After we can see the pods, run the following command to get the IP of the deployment:
```
kubectl get po -o wide
```
Place the IP provided there in the config.yaml file for prometheus to scrape against (If these are the only pods, it will likely be the 172.17.0.3 IP Address if you have no other pods running on a Minikube Cluster):
```
global:
scrape_interval: 15s
scrape_configs:
- job_name: 'apache'
scrape_interval: 5s
static_configs:
- targets: ['{PLACE_THE_IP_ADDRESS_HERE}:9117']
```
Create the configMap, delete the old deployment, and create the new deployment (Note: Wait for the old deployment to be removed before creating the new one, else the IP Address will be wrong in the configMap):
```
kubectl create -f config.yaml
kubectl delete -f deploymentv1.yaml
{Wait for deploymentv1 to be destroyed, it can take up to one minute}
kubectl create -f deploymentv2.yaml
```
## After Prometheus is Started
### Accessing our Prometheus Dashboard
Now that our environment is setup with a proper Apache server, exporter, and a Prometheus server, we can access them to see their data.

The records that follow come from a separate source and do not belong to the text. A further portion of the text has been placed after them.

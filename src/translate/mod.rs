//! Camera code → EXIF value translation.
//!
//! Every translator is a pure function. Those that can reject a code take an
//! explicit `strict` flag:
//!
//! - **strict**: a code missing from its table is an error (the file does not
//!   match the firmware these tables describe)
//! - **lenient**: a missing code becomes an empty string, and the tag is left
//!   out of the export
//!
//! Calendar fields ignore the flag: an impossible date means a corrupt file.

mod calendar;
mod exposure;
mod modes;
mod tables;

pub use calendar::{DateKind, calendar};
pub use exposure::{
    BULB_SENTINEL, aperture, exposure_time, focal_length, iso, iso_code, max_aperture_value,
    shutter_speed,
};
pub use modes::{
    FlashTranslation, af_mode, custom_functions, exposure_compensation, film_advance_mode, flash,
    flash_compensation, focus_points, metering_mode, multiple_exposure, shooting_mode,
};

use std::collections::HashMap;
use std::hash::Hash;

use crate::error::EfdError;

/// Look `code` up in `table`.
///
/// A hit returns the entry. A miss is `err(code)` in strict mode and `None`
/// in lenient mode.
pub(crate) fn lookup_or_omit<K, V>(
    table: &HashMap<K, V>,
    code: K,
    strict: bool,
    err: impl FnOnce(K) -> EfdError,
) -> Result<Option<&V>, EfdError>
where
    K: Eq + Hash + Copy,
{
    match table.get(&code) {
        Some(v) => Ok(Some(v)),
        None if strict => Err(err(code)),
        None => {
            log::debug!("Omitting value: code not in table (lenient mode)");
            Ok(None)
        }
    }
}

/// Text from a fixed-width, null-terminated byte slot.
pub fn fixed_text(bytes: &[u8]) -> String {
    let end = bytes.iter().position(|&b| b == 0).unwrap_or(bytes.len());
    String::from_utf8_lossy(&bytes[..end]).into_owned()
}

#[cfg(test)]
mod tests {
    use super::*;

    #[test]
    fn lookup_hit_ignores_mode() {
        let table = HashMap::from([(1u8, "one")]);
        for strict in [true, false] {
            let v = lookup_or_omit(&table, 1, strict, EfdError::InvalidAfMode).unwrap();
            assert_eq!(v, Some(&"one"));
        }
    }

    #[test]
    fn lookup_miss_depends_on_mode() {
        let table = HashMap::from([(1u8, "one")]);
        assert!(matches!(
            lookup_or_omit(&table, 9, true, EfdError::InvalidAfMode),
            Err(EfdError::InvalidAfMode(9))
        ));
        assert_eq!(
            lookup_or_omit(&table, 9, false, EfdError::InvalidAfMode).unwrap(),
            None
        );
    }

    #[test]
    fn fixed_text_variants() {
        assert_eq!(fixed_text(b""), "");
        assert_eq!(fixed_text(b"\0abc"), "");
        assert_eq!(fixed_text(b"abc"), "abc");
        assert_eq!(fixed_text(b"abc\0\xFF\xFE"), "abc");
    }
}
//! Countdown and clock formatting.

use chrono::{DateTime, Local};

/// Signed milliseconds from `now` until `target`. Negative once the
/// target has passed.
pub fn ms_until(target: &DateTime<Local>, now: &DateTime<Local>) -> i64 {
    (*target - *now).num_milliseconds()
}

/// Format a signed millisecond duration for the live countdown.
///
/// The hours field is omitted when zero; minutes and seconds are always
/// zero-padded to two digits. Negative durations carry a leading sign:
/// `1h 01m 01s`, `-00m 05s`.
pub fn format_countdown(ms: i64) -> String {
    let sign = if ms < 0 { "-" } else { "" };
    let total_seconds = ms.abs() / 1000;
    let hours = total_seconds / 3600;
    let minutes = (total_seconds % 3600) / 60;
    let seconds = total_seconds % 60;

    if hours > 0 {
        format!("{sign}{hours}h {minutes:02}m {seconds:02}s")
    } else {
        format!("{sign}{minutes:02}m {seconds:02}s")
    }
}

/// 12-hour clock rendering used in alert text, e.g. `7:05 PM`.
pub fn format_clock(t: &DateTime<Local>) -> String {
    t.format("%-I:%M %p").to_string()
}

#[cfg(test)]
mod tests {
    use super::*;
    use chrono::TimeZone;

    #[test]
    fn countdown_with_hours() {
        assert_eq!(format_countdown(3_661_000), "1h 01m 01s");
    }

    #[test]
    fn countdown_without_hours() {
        assert_eq!(format_countdown(59_000), "00m 59s");
        assert_eq!(format_countdown(5 * 60_000 + 7_000), "05m 07s");
    }

    #[test]
    fn countdown_negative_is_signed() {
        let out = format_countdown(-5_000);
        assert!(out.starts_with('-'));
        assert_eq!(out, "-00m 05s");
    }

    #[test]
    fn countdown_exact_hour() {
        assert_eq!(format_countdown(3_600_000), "1h 00m 00s");
    }

    #[test]
    fn countdown_zero() {
        assert_eq!(format_countdown(0), "00m 00s");
    }

    #[test]
    fn clock_is_twelve_hour() {
        let evening = Local.with_ymd_and_hms(2024, 1, 1, 23, 5, 0).unwrap();
        assert_eq!(format_clock(&evening), "11:05 PM");
        let morning = Local.with_ymd_and_hms(2024, 1, 1, 7, 0, 0).unwrap();
        assert_eq!(format_clock(&morning), "7:00 AM");
        let midnight = Local.with_ymd_and_hms(2024, 1, 1, 0, 30, 0).unwrap();
        assert_eq!(format_clock(&midnight), "12:30 AM");
    }

    #[test]
    fn ms_until_signs() {
        let now = Local.with_ymd_and_hms(2024, 1, 1, 22, 0, 0).unwrap();
        let later = Local.with_ymd_and_hms(2024, 1, 1, 22, 30, 0).unwrap();
        assert_eq!(ms_until(&later, &now), 30 * 60_000);
        assert_eq!(ms_until(&now, &later), -30 * 60_000);
    }
}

The following command will output the Prometheus server URL (and open it for you if you have a browser open)
```
minikube service prom-service -n prometheus
```
Navigate to the URL provided and in the PromQL expression bar, begin typing 'apache' and you will receive a list of metrics to choose from.
There's also another way we can quickly check that the Apache exporter is working as well: through a simple curl to the Prometheus Server
```
curl http://{URL_OF_PREVIOUS_COMMAND}/api/v1/label/job/values
```
### What if we wanted to see the metrics at the Apache Exporter itself? Instead of the Prometheus Server?
Let's run a kubernetes pod with a curl container to curl the /metrics endpoint for the Apache webserver. This pod will run, curl the provided URL (replace the IP address below with your deployment/pod IP), then return the output to our terminal. The reason we have to run this within the cluster, is because we are not exposing the Apache exporter publicly, only through a ClusterIP. Lastly, we are piping the output to the more command in order to sift through the metrics easier.
```
kubectl run curl --image curlimages/curl -it --rm --restart=Never -- http://172.17.0.6:9117/metrics | more
```
Perfect! We now see our Apache exporter metrics outside of our Prometheus Server.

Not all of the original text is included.